2. Historical and political context: “Çingene” and “Roman

As this article focuses on cultural practices that create, maintain and contest social designations, the use of terms here also reflects the varieties of designations and their contested meanings. My use of “gypsy” without capitalization and in quotes signals an ironic use of the negative cover term as used by non-Roman. In Western European languages, the term “gypsy” and a variety of misnomer cognates have been used to conflate what in fact exist in great diversity, varieties of traditions, and cultural practices of people who in practice designate themselves according to many different terms. One group of terms is taken from in-group designations for “person”, such as Rom, Lom, Dom, or Manush. Transnational political movements since the 1970s have added additional possibilities for self-designation for local communities. In the wake of the World Romani Congress 1971, community leaders decided to use Rom and Roma from the European Romanes language as a cover term for ethnic communities variously known as Rom, Sinti, Manush, or other historically-accepted in-group names. The use of such terms have aided groups who have been misunderstood and negatively stereotyped by outsiders and government officials under various misnomers as derivative of putative origins from Egypt (“gypsy” “yiftos”) or derivatives from the various permutations of the Byzantine Greek athinganoi (such as çingene, tsigani, etc.). At the World Romani Congress, the control over self-designation was part of a larger move towards self-empowerment, along with the creation of a flag, anthem, and long-term language policy plans (cf. Hancock 1998).

Within the relatively bounded territory of Turkey, communities continue to use a variety of self-designations, alongside the newer politically charged neologism Roman (cf. Duygulu 1995). The plethora of terms is due to a variety of factors. These include terms that derive from outsider designations, draw from in-group language practices, reference Turkish-language occupational designations, and designate putative geographical origins. The commonly used contemporary Turkish term, “çingene”, carries many derogatory associations. Based on a Greek Byzantine misnomer, athinganoi, the term was shortened to “çingene” and embedded in the Turkish language while carrying many negative historical associations (cf. section 4 below). Similarly in Ottoman Turkish, groups were referred to as kıpti from the word for Copt, referencing putative Egyptian origins. In-group terms also distinguish between Rom, Lom and Dom, marking the dialect differences between the Romanes/Lomavren language word for “person”. Various groups also may refer to themselves by (predominantly Greek) geographic origin (i.e., “Serezli” or “from Serres”; “Dramalı” for those from Drama or Selanikli for those from the wider Northeastern region around Thessalonica).

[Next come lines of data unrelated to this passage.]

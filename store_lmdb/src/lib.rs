//! LMDB storage backend for the attestation protocol.
//!
//! Implements [`attest_store::StateStore`] using the `heed` LMDB bindings.
//! Protocol state lives in the `state` database under encoded
//! [`attest_store::StateKey`]s; chain bookkeeping lives in `meta`.

pub mod environment;
pub mod error;
pub mod integrity;
pub mod state;

pub use environment::LmdbEnvironment;
pub use error::LmdbError;
pub use integrity::{check_data_dir, check_integrity, IntegrityReport};
pub use state::LmdbStateStore;
//! The ambient context the ledger supplies to every transition.

use serde::{Deserialize, Serialize};

use crate::{BlockHeight, PublicKey};

/// Who sent the transaction and at which block it executes.
///
/// The ledger authenticates `sender` before the core ever sees it.
#[derive(Clone, Copy, Debug, PartialEq, Eq, Serialize, Deserialize)]
pub struct ExecutionContext {
    pub sender: PublicKey,
    pub block_height: BlockHeight,
}

impl ExecutionContext {
    pub fn new(sender: PublicKey, block_height: BlockHeight) -> Self {
        Self {
            sender,
            block_height,
        }
    }
}
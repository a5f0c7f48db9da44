//! Keys of the protocol state.
//!
//! Encoded as one tag byte followed by the 32-byte payload, if any.

use attest_types::{EntityId, PublicKey};

use crate::StoreError;

const TAG_ADMIN: u8 = 0x01;
const TAG_JUDGE: u8 = 0x02;
const TAG_JUDGE_COUNT: u8 = 0x03;
const TAG_CREDENTIAL: u8 = 0x04;
const TAG_VOTE: u8 = 0x05;
const TAG_VOTE_CAST: u8 = 0x06;

/// One slot of keyed protocol state.
#[derive(Clone, Copy, Debug, PartialEq, Eq, PartialOrd, Ord, Hash)]
pub enum StateKey {
    /// The single admin identity.
    Admin,
    /// Presence marker for an accredited judge.
    Judge(PublicKey),
    /// Number of successful judge additions.
    JudgeCount,
    /// A submitted credential, keyed by its content-derived id.
    Credential(EntityId),
    /// The ballot opened for a credential (same id).
    Vote(EntityId),
    /// Replay guard, keyed by `hash(voter, vote_id)`.
    VoteCast(EntityId),
}

impl StateKey {
    /// Encode into the storage key layout.
    pub fn encode(&self) -> Vec<u8> {
        let (tag, payload): (u8, Option<&[u8; 32]>) = match self {
            StateKey::Admin => (TAG_ADMIN, None),
            StateKey::Judge(pk) => (TAG_JUDGE, Some(pk.as_bytes())),
            StateKey::JudgeCount => (TAG_JUDGE_COUNT, None),
            StateKey::Credential(id) => (TAG_CREDENTIAL, Some(id.as_bytes())),
            StateKey::Vote(id) => (TAG_VOTE, Some(id.as_bytes())),
            StateKey::VoteCast(id) => (TAG_VOTE_CAST, Some(id.as_bytes())),
        };
        let mut out = Vec::with_capacity(33);
        out.push(tag);
        if let Some(bytes) = payload {
            out.extend_from_slice(bytes);
        }
        out
    }

    /// Decode a key previously produced by [`StateKey::encode`].
    pub fn decode(bytes: &[u8]) -> Result<Self, StoreError> {
        let (&tag, rest) = bytes
            .split_first()
            .ok_or_else(|| StoreError::Corruption("empty state key".to_string()))?;
        let payload = || -> Result<[u8; 32], StoreError> {
            rest.try_into().map_err(|_| {
                StoreError::Corruption(format!(
                    "state key tag {tag:#04x} expects 32 payload bytes, got {}",
                    rest.len()
                ))
            })
        };
        let key = match tag {
            TAG_ADMIN if rest.is_empty() => StateKey::Admin,
            TAG_JUDGE_COUNT if rest.is_empty() => StateKey::JudgeCount,
            TAG_JUDGE => StateKey::Judge(PublicKey(payload()?)),
            TAG_CREDENTIAL => StateKey::Credential(EntityId::new(payload()?)),
            TAG_VOTE => StateKey::Vote(EntityId::new(payload()?)),
            TAG_VOTE_CAST => StateKey::VoteCast(EntityId::new(payload()?)),
            _ => {
                return Err(StoreError::Corruption(format!(
                    "unknown state key tag {tag:#04x} ({} bytes)",
                    bytes.len()
                )))
            }
        };
        Ok(key)
    }
}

Still others use self-designations based on family-based occupations, even when individual trade practices have changed, such as “Demirci” for tin smith; “Kalaycı” for copper smith; “Çiçekci” for flower-seller; “Çalgacı” for instrumental musician. The neologism Roman has been increasingly used by some communities in Western Turkey since the 1980s, alongside and sometime replacing older designations. However, acceptance of the term Roman continues to be uneven. One highly successful studio musician told me that he proudly refers to himself as “Çingene”, and does not accept the validity of Roman. Some self-designated Roman community members will use the negative term, “çingene” as an in-group insult, such as in an exchange I witnessed after a recording session in which the (Roman) group leader said, “Those çingene can’t play in tune!”

Due to the importance of terminological self-determination, I use “gypsy” or other outsider terms such as the Turkish “çingene” in quotes as an indicator of designations that come from outside the Rom/Roman communities. In this article and other writings I use the term, Roman, which is preferred by Turkish Roman communities with whom I worked in Western Turkey. This term has been expressive of growing grass-roots consciousness of pan-communal identity and self-empowerment since the 1970s.